Today, the international image of Sierra Leone is that of a country with drugged child soldiers, amputees and blood diamonds: the conflict that consumed the country now defines it. The war started in March 1991 when the Revolutionary United Front (RUF) – made up at the time of approximately 400 Sierra Leoneans and 1600 fighters from the National Patriotic Front of Liberia (NPFL) – crossed from Liberia into the south eastern districts of Kailahun and Pujehun in Sierra Leone. The RUF’s charismatic leader was a short, stout man called Foday Sankoh, a former army officer who had been imprisoned for treason in the early 1970s. Particularly in the early years of the war, however, many felt that Charles Taylor, the then head of the NPFL and the man who would become Liberia’s 22nd President, exerted strong influence on the RUF. The relationship between Charles Taylor and the RUF is currently being litigated in the Hague, where the former President stands charged with war crimes and crimes against humanity.
Trained in Libya, Sankoh espoused a socialist ideology popular in West Africa at the time. Though his genuine commitment to the ideology remains a matter of debate, Sankoh spoke convincingly of the need for free education, free healthcare and campaigned for the benefit of the country’s mineral resources to be returned to Sierra Leoneans, not to foreign companies. These ideas were popular with the residents of Kailahun and Pujehun who lived in dire poverty—without electricity and running water- in a place where the life expectancy hovered around 36 years and one in three children died before their fifth birthday, from largely preventable diseases.

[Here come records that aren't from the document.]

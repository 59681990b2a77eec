use serde::{Deserialize, Serialize};
use thiserror::Error;

/// Largest supported grid dimension, in either direction.
pub const MAX_GRID_DIM: usize = 64;

/// Construction-time options for the indexer.
///
/// The only recognized option today is the matching policy. The default is
/// case-insensitive: rows are uppercased at construction and every looked-up
/// word goes through the same normalization.
#[derive(Debug, Clone, Copy, PartialEq, Eq, Serialize, Deserialize)]
#[serde(default)]
pub struct IndexConfig {
    pub case_insensitive: bool,
}

impl Default for IndexConfig {
    fn default() -> Self {
        Self {
            case_insensitive: true,
        }
    }
}

/// Rejected grid shapes. Raised at construction; no index instance exists
/// after any of these.
#[derive(Debug, Clone, PartialEq, Eq, Error)]
pub enum ValidationError {
    #[error("the grid must have at least one row")]
    EmptyGrid,

    #[error("grid rows cannot be empty")]
    EmptyRow,

    #[error("the grid cannot exceed 64x64 ({rows} rows, width {width})")]
    OversizedGrid { rows: usize, width: usize },

    #[error("row {row} has length {found}, expected {expected}")]
    RaggedGrid {
        row: usize,
        expected: usize,
        found: usize,
    },
}
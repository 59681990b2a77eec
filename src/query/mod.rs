pub mod freq;
pub mod ranker;

pub use freq::{FreqEntry, FreqTable};
pub use ranker::{RESULT_LIMIT, Ranker};
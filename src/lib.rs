//! # gridfind - Word-Search Grid Indexing
//!
//! gridfind locates which words from a supplied stream occur as horizontal
//! or vertical contiguous runs in a fixed character grid, returning the top
//! matches ranked by stream frequency.
//!
//! ## Architecture
//!
//! The crate is organized into these main modules:
//!
//! - [`index`] - Grid validation and substring lookup-set construction
//! - [`query`] - Stream filtering, frequency counting, and ranking
//! - [`output`] - Result printing for the CLI driver
//!
//! ## Quick Start
//!
//! ```
//! use gridfind::index::GridIndex;
//!
//! let index = GridIndex::new(&["ABCDC", "FGWIO", "CHILL", "PQNSD", "UVDXY"]).unwrap();
//! let found = index.find(["cold", "wind", "snow", "chill"]);
//! assert_eq!(found, vec!["chill", "cold", "wind"]);
//! ```
//!
//! ## Design
//!
//! Construction enumerates every contiguous substring of every row and
//! column (bounded by the 64x64 grid cap) into a hash set, so each query
//! word costs a single O(1) average-case membership test instead of a grid
//! scan. The index is immutable after construction and safe to share
//! across threads.

pub mod index;
pub mod output;
pub mod query;
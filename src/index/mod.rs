pub mod build;
pub mod grid;
pub mod types;

pub use build::GridIndex;
pub use grid::Grid;
pub use types::{IndexConfig, MAX_GRID_DIM, ValidationError};
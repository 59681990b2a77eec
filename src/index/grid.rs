use crate::index::types::{IndexConfig, MAX_GRID_DIM, ValidationError};

/// A validated rectangular character grid, normalized per the index config.
///
/// Rows are stored as `char` vectors so column derivation and width checks
/// work on characters rather than bytes. Immutable after `parse`.
#[derive(Debug, Clone)]
pub struct Grid {
    rows: Vec<Vec<char>>,
    width: usize,
}

impl Grid {
    /// Validate and normalize raw rows into a grid.
    ///
    /// Normalization happens first (uppercase under the default
    /// case-insensitive policy), then shape checks run against the
    /// normalized rows: at least one row, non-empty first row, both
    /// dimensions within [`MAX_GRID_DIM`], all rows the same width.
    pub fn parse<S: AsRef<str>>(raw: &[S], config: &IndexConfig) -> Result<Self, ValidationError> {
        if raw.is_empty() {
            return Err(ValidationError::EmptyGrid);
        }

        let rows: Vec<Vec<char>> = raw
            .iter()
            .map(|line| {
                let line = line.as_ref();
                if config.case_insensitive {
                    line.to_uppercase().chars().collect()
                } else {
                    line.chars().collect()
                }
            })
            .collect();

        let width = rows[0].len();
        if width == 0 {
            return Err(ValidationError::EmptyRow);
        }
        if rows.len() > MAX_GRID_DIM || width > MAX_GRID_DIM {
            return Err(ValidationError::OversizedGrid {
                rows: rows.len(),
                width,
            });
        }
        for (i, row) in rows.iter().enumerate().skip(1) {
            if row.len() != width {
                return Err(ValidationError::RaggedGrid {
                    row: i,
                    expected: width,
                    found: row.len(),
                });
            }
        }

        Ok(Self { rows, width })
    }

    #[inline]
    pub fn width(&self) -> usize {
        self.width
    }

    #[inline]
    pub fn height(&self) -> usize {
        self.rows.len()
    }

    /// Upper bound on the length of any contiguous run in the grid.
    #[inline]
    pub fn max_len(&self) -> usize {
        self.height().max(self.width)
    }

    pub fn rows(&self) -> &[Vec<char>] {
        &self.rows
    }

    /// Derive column strings, each read top-to-bottom.
    pub fn columns(&self) -> Vec<Vec<char>> {
        (0..self.width)
            .map(|c| self.rows.iter().map(|row| row[c]).collect())
            .collect()
    }
}
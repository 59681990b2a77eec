use crate::index::GridIndex;
use crate::query::freq::FreqTable;
use ahash::RandomState;
use std::cmp::Reverse;
use std::collections::HashSet;

/// Maximum number of words returned by a single `find` call.
pub const RESULT_LIMIT: usize = 10;

/// Ranked word lookup against a built [`GridIndex`].
///
/// Borrows the index read-only; one index can serve any number of rankers
/// (and concurrent `find` calls) without coordination.
pub struct Ranker<'a> {
    index: &'a GridIndex,
}

impl<'a> Ranker<'a> {
    pub fn new(index: &'a GridIndex) -> Self {
        Self { index }
    }

    /// Return up to [`RESULT_LIMIT`] words from `stream` that occur in the
    /// grid, ranked by stream frequency descending, then case-insensitive
    /// alphabetical order.
    ///
    /// Entries are trimmed; empty and impossibly long words are dropped
    /// before counting. Occurrences are counted under the index's
    /// normalization, and the first-seen original casing is the spelling
    /// that comes back out. An empty result is a normal outcome, not an
    /// error.
    pub fn find<I, S>(&self, stream: I) -> Vec<String>
    where
        I: IntoIterator<Item = S>,
        S: AsRef<str>,
    {
        let max_len = self.index.max_len();
        let mut freq = FreqTable::new();
        for raw in stream {
            let word = raw.as_ref().trim();
            if word.is_empty() || word.chars().count() > max_len {
                continue;
            }
            let key = self.index.normalize(word).into_owned();
            freq.record(word, key);
        }
        if freq.is_empty() {
            return Vec::new();
        }

        let mut found: Vec<_> = freq
            .into_entries()
            .into_iter()
            .filter(|entry| self.index.contains_key(&entry.key))
            .collect();

        // Stable sort: fully-tied entries keep first-seen stream order.
        found.sort_by_cached_key(|entry| (Reverse(entry.count), entry.word.to_uppercase()));

        let mut seen: HashSet<String, RandomState> = HashSet::with_hasher(RandomState::new());
        let mut result = Vec::with_capacity(RESULT_LIMIT.min(found.len()));
        for entry in found {
            if seen.insert(entry.word.to_uppercase()) {
                result.push(entry.word);
                if result.len() == RESULT_LIMIT {
                    break;
                }
            }
        }
        result
    }
}

impl GridIndex {
    /// Convenience for [`Ranker::find`] against this index.
    pub fn find<I, S>(&self, stream: I) -> Vec<String>
    where
        I: IntoIterator<Item = S>,
        S: AsRef<str>,
    {
        Ranker::new(self).find(stream)
    }
}
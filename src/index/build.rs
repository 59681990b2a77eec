use crate::index::grid::Grid;
use crate::index::types::{IndexConfig, ValidationError};
use ahash::RandomState;
use std::borrow::Cow;
use std::collections::HashSet;

/// Immutable word-search index over a rectangular character grid.
///
/// Construction enumerates every contiguous substring of every row and
/// column into a lookup set, trading memory (bounded by the 64x64 grid cap)
/// for O(1) average-case membership tests. All reads go through `&self`;
/// the index is `Send + Sync` and safe to share across query threads.
#[derive(Debug)]
pub struct GridIndex {
    lookup: HashSet<String, RandomState>,
    max_len: usize,
    case_insensitive: bool,
}

impl GridIndex {
    /// Build an index with the default case-insensitive policy.
    pub fn new<S: AsRef<str>>(rows: &[S]) -> Result<Self, ValidationError> {
        Self::with_config(rows, IndexConfig::default())
    }

    /// Build an index with an explicit matching policy.
    pub fn with_config<S: AsRef<str>>(
        rows: &[S],
        config: IndexConfig,
    ) -> Result<Self, ValidationError> {
        let grid = Grid::parse(rows, &config)?;

        // Substring count before set dedup: h * w*(w+1)/2 from rows plus
        // w * h*(h+1)/2 from columns.
        let (h, w) = (grid.height(), grid.width());
        let estimate = h * (w * (w + 1)) / 2 + w * (h * (h + 1)) / 2;
        let mut lookup = HashSet::with_capacity_and_hasher(estimate, RandomState::new());

        for row in grid.rows() {
            add_substrings(row, &mut lookup);
        }
        for col in grid.columns() {
            add_substrings(&col, &mut lookup);
        }

        Ok(Self {
            lookup,
            max_len: grid.max_len(),
            case_insensitive: config.case_insensitive,
        })
    }

    /// Test whether `word` occurs as a contiguous horizontal or vertical run,
    /// after applying the same normalization used at construction.
    pub fn contains(&self, word: &str) -> bool {
        self.lookup.contains(self.normalize(word).as_ref())
    }

    /// Upper bound on the length of any possible match.
    #[inline]
    pub fn max_len(&self) -> usize {
        self.max_len
    }

    /// Number of distinct substrings in the lookup set.
    pub fn len(&self) -> usize {
        self.lookup.len()
    }

    pub fn is_empty(&self) -> bool {
        self.lookup.is_empty()
    }

    /// Map a candidate word to its lookup key under the index's policy.
    pub(crate) fn normalize<'a>(&self, word: &'a str) -> Cow<'a, str> {
        if self.case_insensitive {
            Cow::Owned(word.to_uppercase())
        } else {
            Cow::Borrowed(word)
        }
    }

    /// Membership test for an already-normalized key.
    #[inline]
    pub(crate) fn contains_key(&self, key: &str) -> bool {
        self.lookup.contains(key)
    }
}

/// Insert every contiguous substring (length >= 1) of `line` into the set.
/// Insertion is idempotent; duplicates across rows and columns collapse.
fn add_substrings(line: &[char], set: &mut HashSet<String, RandomState>) {
    for start in 0..line.len() {
        for end in start + 1..=line.len() {
            set.insert(line[start..end].iter().collect());
        }
    }
}
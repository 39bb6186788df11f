//! HTTP server implementation using axum.

use std::io::ErrorKind;

use axum::routing::get;
use axum::Router;
use tokio::net::TcpListener;
use tokio_util::sync::CancellationToken;
use tower_http::cors::CorsLayer;
use tower_http::trace::TraceLayer;
use tracing::{error, info, warn};

use crate::config::ApiConfig;
use crate::error::{ApiError, ApiResult};
use crate::handlers;
use crate::state::AppState;

/// Create the axum router.
pub fn create_router(state: AppState) -> Router {
    Router::new()
        .route("/", get(handlers::health))
        .route(
            "/messages",
            get(handlers::list_messages).post(handlers::create_messages),
        )
        .route("/messages/text", get(handlers::list_message_texts))
        .route(
            "/trades",
            get(handlers::list_trades).post(handlers::create_trades),
        )
        .route("/metrics", get(handlers::metrics))
        .layer(CorsLayer::permissive())
        .layer(TraceLayer::new_for_http())
        .with_state(state)
}

/// Bind the listener, moving to the next port while the address is in use.
///
/// At most `max_port_attempts` ports are tried. Permission errors are not
/// retried.
pub async fn bind_with_retry(config: &ApiConfig) -> ApiResult<TcpListener> {
    let attempts = config.max_port_attempts.max(1);
    let mut port = config.port;

    for attempt in 1..=attempts {
        let address = format!("{}:{}", config.bind_address, port);
        match TcpListener::bind(&address).await {
            Ok(listener) => {
                let bound = listener.local_addr()?;
                info!(%bound, attempt, "HTTP listener bound");
                return Ok(listener);
            }
            Err(e) if e.kind() == ErrorKind::AddrInUse && port != 0 && attempt < attempts => {
                warn!(port, attempt, max_attempts = attempts, "Port already in use, trying next");
                port = port.checked_add(1).ok_or_else(|| ApiError::Bind {
                    address: address.clone(),
                    reason: "no ports left".to_string(),
                })?;
            }
            Err(e) if e.kind() == ErrorKind::PermissionDenied => {
                error!(port, "Port requires elevated privileges");
                return Err(ApiError::Bind {
                    address,
                    reason: e.to_string(),
                });
            }
            Err(e) => {
                error!(port, error = %e, "Failed to bind HTTP listener");
                return Err(ApiError::Bind {
                    address,
                    reason: e.to_string(),
                });
            }
        }
    }

    Err(ApiError::Bind {
        address: format!("{}:{}", config.bind_address, config.port),
        reason: format!("no free port after {attempts} attempts"),
    })
}

/// Serve until `shutdown` is cancelled, then stop accepting connections
/// and let in-flight requests finish.
pub async fn serve(
    listener: TcpListener,
    router: Router,
    shutdown: CancellationToken,
) -> ApiResult<()> {
    axum::serve(listener, router)
        .with_graceful_shutdown(async move { shutdown.cancelled().await })
        .await?;
    info!("HTTP server closed");
    Ok(())
}

#[cfg(test)]
mod tests {
    use super::*;

    #[tokio::test]
    async fn test_bind_moves_past_busy_port() {
        let busy = TcpListener::bind("127.0.0.1:0").await.unwrap();
        let busy_port = busy.local_addr().unwrap().port();

        let config = ApiConfig {
            bind_address: "127.0.0.1".to_string(),
            port: busy_port,
            max_port_attempts: 5,
            ..ApiConfig::default()
        };
        let listener = bind_with_retry(&config).await.unwrap();
        assert_ne!(listener.local_addr().unwrap().port(), busy_port);
    }

    #[tokio::test]
    async fn test_bind_gives_up_after_attempts() {
        let busy = TcpListener::bind("127.0.0.1:0").await.unwrap();
        let config = ApiConfig {
            bind_address: "127.0.0.1".to_string(),
            port: busy.local_addr().unwrap().port(),
            max_port_attempts: 1,
            ..ApiConfig::default()
        };
        assert!(matches!(
            bind_with_retry(&config).await,
            Err(ApiError::Bind { .. })
        ));
    }
}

Democratic change was impossible: by 1991 Sierra Leone had been a one-party state for 13 years and opposition to the government was violently suppressed. For those who felt abandoned by their government and their chiefs, armed revolution was a clear option.

In the decade which followed the RUF’s crossing over from Liberia, Sierra Leone saw 2 military coups, the retention of South African mercenaries by the government, the rise of the civilian militias (which eventually consolidated as the Civil Defence Forces (CDF)) and the basing of Nigerian-led West African forces (ECOMOG) who interceded on behalf of the government.
Foday Sankoh would be twice hailed as a peace-maker and twice arrested and imprisoned. He would eventually die in custody. Thousands of civilians would be killed by members of all the combatant groups; more would be raped, some taken as ‘wives’ of the combatants. Over 10,000 people would have their hands, arms, feet or tongues amputated before being sent to populated areas as a warning against supporting the government. Only a quarter of those would survive the blood loss and infection. In the war crimes trials that followed the end of the war, the RUF, CDF and AFRC were all found to have used fighters under the age of 15 years. Members of ECOMOG or the Sierra Leone Army fighting on behalf of the government have never been tried by any court.
War did not descend without warning on Sierra Leone. Indeed, the nation had been moving towards war by increments for many years: a repressive one-party state, endemic corruption and gross financial mismanagement meant by the late 1980s that armed conflict in Sierra Leone was all but inevitable. When the RUF crossed the border in 1991, it was marching into a failed state and, in the days and months before the atrocities started to occur, many hoped that the revolution would change Sierra Leone and their lives for the better.
Over the next few months, this series will explore not only what happened during the war but how Sierra Leone – a country of such material riches and such promise - fell into such disrepair and ultimately into one of the world’s most brutal civil wars. If Sierra Leone can find the key to a different future, then perhaps the photographs in that library book might no longer seem so cruel when judged against reality.